**TASK REQUIREMENTS**
Nothing past the line containing "arrives from a" belongs in the output. Copy exactly every line of the data below from the first up to and including it.

Saved data entries:
* * *

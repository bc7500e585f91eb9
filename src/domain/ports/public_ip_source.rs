//! Public IP Source Port
//!
//! Discovers the public address this service is reachable at.

use async_trait::async_trait;
use std::net::IpAddr;

/// Source for our own public IP address.
///
/// Used when a caller asks for its own location but arrives from a
/// non-routable address (loopback, LAN).
#[async_trait]
pub trait PublicIpSource: Send + Sync {
    /// Fetch the public address, or None if it cannot be determined.
    async fn fetch(&self) -> Option<IpAddr>;
}
//! Adapters Layer
//!
//! Inbound adapters drive the application (HTTP API); outbound adapters
//! implement domain ports against external services.

pub mod inbound;
pub mod outbound;
//! HTTP Public IP Source
//!
//! Implements PublicIpSource against a plain-text "what is my IP" service
//! such as api.ipify.org.

use crate::domain::ports::PublicIpSource;
use async_trait::async_trait;
use std::net::IpAddr;
use std::time::Duration;

/// Default endpoint returning the caller's address as plain text.
pub const DEFAULT_PUBLIC_IP_URL: &str = "https://api.ipify.org";

/// Dual-stack endpoint; answers over IPv6 when the host has it.
pub const DEFAULT_PUBLIC_IPV6_URL: &str = "https://api64.ipify.org";

pub struct HttpPublicIpSource {
    url: String,
    timeout: Duration,
    client: reqwest::Client,
}

impl HttpPublicIpSource {
    pub fn new(url: impl Into<String>, client: reqwest::Client) -> Self {
        Self {
            url: url.into(),
            timeout: Duration::from_secs(5),
            client,
        }
    }

    pub fn with_timeout(mut self, timeout: Duration) -> Self {
        self.timeout = timeout;
        self
    }
}

#[async_trait]
impl PublicIpSource for HttpPublicIpSource {
    async fn fetch(&self) -> Option<IpAddr> {
        let resp = match self
            .client
            .get(&self.url)
            .timeout(self.timeout)
            .send()
            .await
        {
            Ok(resp) if resp.status().is_success() => resp,
            Ok(resp) => {
                tracing::warn!("public IP service returned {}", resp.status());
                return None;
            }
            Err(e) => {
                tracing::warn!("public IP service unreachable: {}", e);
                return None;
            }
        };

        let text = resp.text().await.ok()?;
        match text.trim().parse::<IpAddr>() {
            Ok(ip) => {
                tracing::debug!("public IP detected: {}", ip);
                Some(ip)
            }
            Err(_) => None,
        }
    }
}
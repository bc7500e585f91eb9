//! Domain Layer
//!
//! Pure lookup concepts: addresses, records, provider specs and the ports
//! the application layer talks through. Nothing here performs I/O.

pub mod entities;
pub mod errors;
pub mod ports;
pub mod services;
pub mod value_objects;
//! Infrastructure Layer
//!
//! Cross-cutting concerns and infrastructure components.

pub mod shutdown;

pub use shutdown::shutdown_signal;
//! Geolocation Provider Port
//!
//! Defines the interface for looking up a single address against a
//! single external geolocation service.

use crate::domain::entities::GeoRecord;
use crate::domain::errors::ProviderError;
use crate::domain::value_objects::ValidatedAddress;
use async_trait::async_trait;
use std::time::Duration;

/// One geolocation provider in the fallback chain.
///
/// This is an outbound port. Implementations make exactly one attempt per
/// call and must return within `timeout()`.
#[async_trait]
pub trait GeoProvider: Send + Sync {
    /// Provider name reported alongside a successful record.
    fn name(&self) -> &str;

    /// Upper bound on a single `lookup` call.
    fn timeout(&self) -> Duration;

    /// Look up one address.
    async fn lookup(&self, addr: &ValidatedAddress) -> Result<GeoRecord, ProviderError>;
}
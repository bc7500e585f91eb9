//! HTTP Geolocation Provider
//!
//! Implements GeoProvider for JSON-over-HTTP lookup services described by a
//! `ProviderSpec`. The body is only parsed once the status, declared content
//! type and non-empty body all look right; rate-limit pages served as
//! `200 text/html` are common.

use crate::domain::entities::{GeoRecord, ProviderSpec};
use crate::domain::errors::ProviderError;
use crate::domain::ports::GeoProvider;
use crate::domain::value_objects::ValidatedAddress;
use async_trait::async_trait;
use reqwest::header::{ACCEPT, CONTENT_TYPE};
use serde_json::Value;
use std::time::Duration;

/// Largest body read from a provider; lookup payloads are well under 4 KiB.
const MAX_BODY_BYTES: usize = 64 * 1024;

/// Provider backed by an HTTP JSON endpoint.
pub struct HttpGeoProvider {
    spec: ProviderSpec,
    client: reqwest::Client,
}

impl HttpGeoProvider {
    /// Create a provider. The client can be shared between providers.
    pub fn new(spec: ProviderSpec, client: reqwest::Client) -> Self {
        Self { spec, client }
    }

    pub fn spec(&self) -> &ProviderSpec {
        &self.spec
    }
}

#[async_trait]
impl GeoProvider for HttpGeoProvider {
    fn name(&self) -> &str {
        &self.spec.name
    }

    fn timeout(&self) -> Duration {
        self.spec.timeout
    }

    async fn lookup(&self, addr: &ValidatedAddress) -> Result<GeoRecord, ProviderError> {
        let url = self.spec.url_for(addr);
        tracing::debug!("querying {} at {}", self.spec.name, url);

        let mut response = self
            .client
            .get(&url)
            .header(ACCEPT, "application/json")
            .timeout(self.spec.timeout)
            .send()
            .await
            .map_err(transport_error)?;

        let status = response.status();
        if !status.is_success() {
            return Err(ProviderError::UnexpectedStatus(status.as_u16()));
        }

        let content_type = response
            .headers()
            .get(CONTENT_TYPE)
            .and_then(|v| v.to_str().ok())
            .map(str::to_string);
        if !self.spec.accepts_content_type(content_type.as_deref()) {
            return Err(ProviderError::NonJsonResponse);
        }

        if response
            .content_length()
            .is_some_and(|len| len > MAX_BODY_BYTES as u64)
        {
            return Err(ProviderError::OversizedBody(MAX_BODY_BYTES));
        }

        let mut body = Vec::new();
        while let Some(chunk) = response.chunk().await.map_err(transport_error)? {
            if body.len() + chunk.len() > MAX_BODY_BYTES {
                return Err(ProviderError::OversizedBody(MAX_BODY_BYTES));
            }
            body.extend_from_slice(&chunk);
        }
        if body.iter().all(u8::is_ascii_whitespace) {
            return Err(ProviderError::NonJsonResponse);
        }

        let value: Value = serde_json::from_slice(&body)
            .map_err(|e| ProviderError::MalformedJson(e.to_string()))?;
        let Value::Object(fields) = value else {
            return Err(ProviderError::MalformedJson(
                "expected a JSON object".to_string(),
            ));
        };

        if let Some(reason) = self.spec.mapping.rejection(&fields) {
            return Err(ProviderError::Rejected(reason));
        }

        Ok(self.spec.mapping.apply(&fields))
    }
}

fn transport_error(err: reqwest::Error) -> ProviderError {
    if err.is_timeout() {
        ProviderError::Timeout
    } else {
        ProviderError::Transport(err.to_string())
    }
}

* * *

**SOLUTION FOR THIS PROBLEM**
repository bc7500e585f91eb9
filename src/domain/ports/public_ip_source.rs
//! Public IP Source Port
//!
//! Discovers the public address this service is reachable at.

use async_trait::async_trait;
use std::net::IpAddr;

/// Source for our own public IP address.
///
/// Used when a caller asks for its own location but arrives from a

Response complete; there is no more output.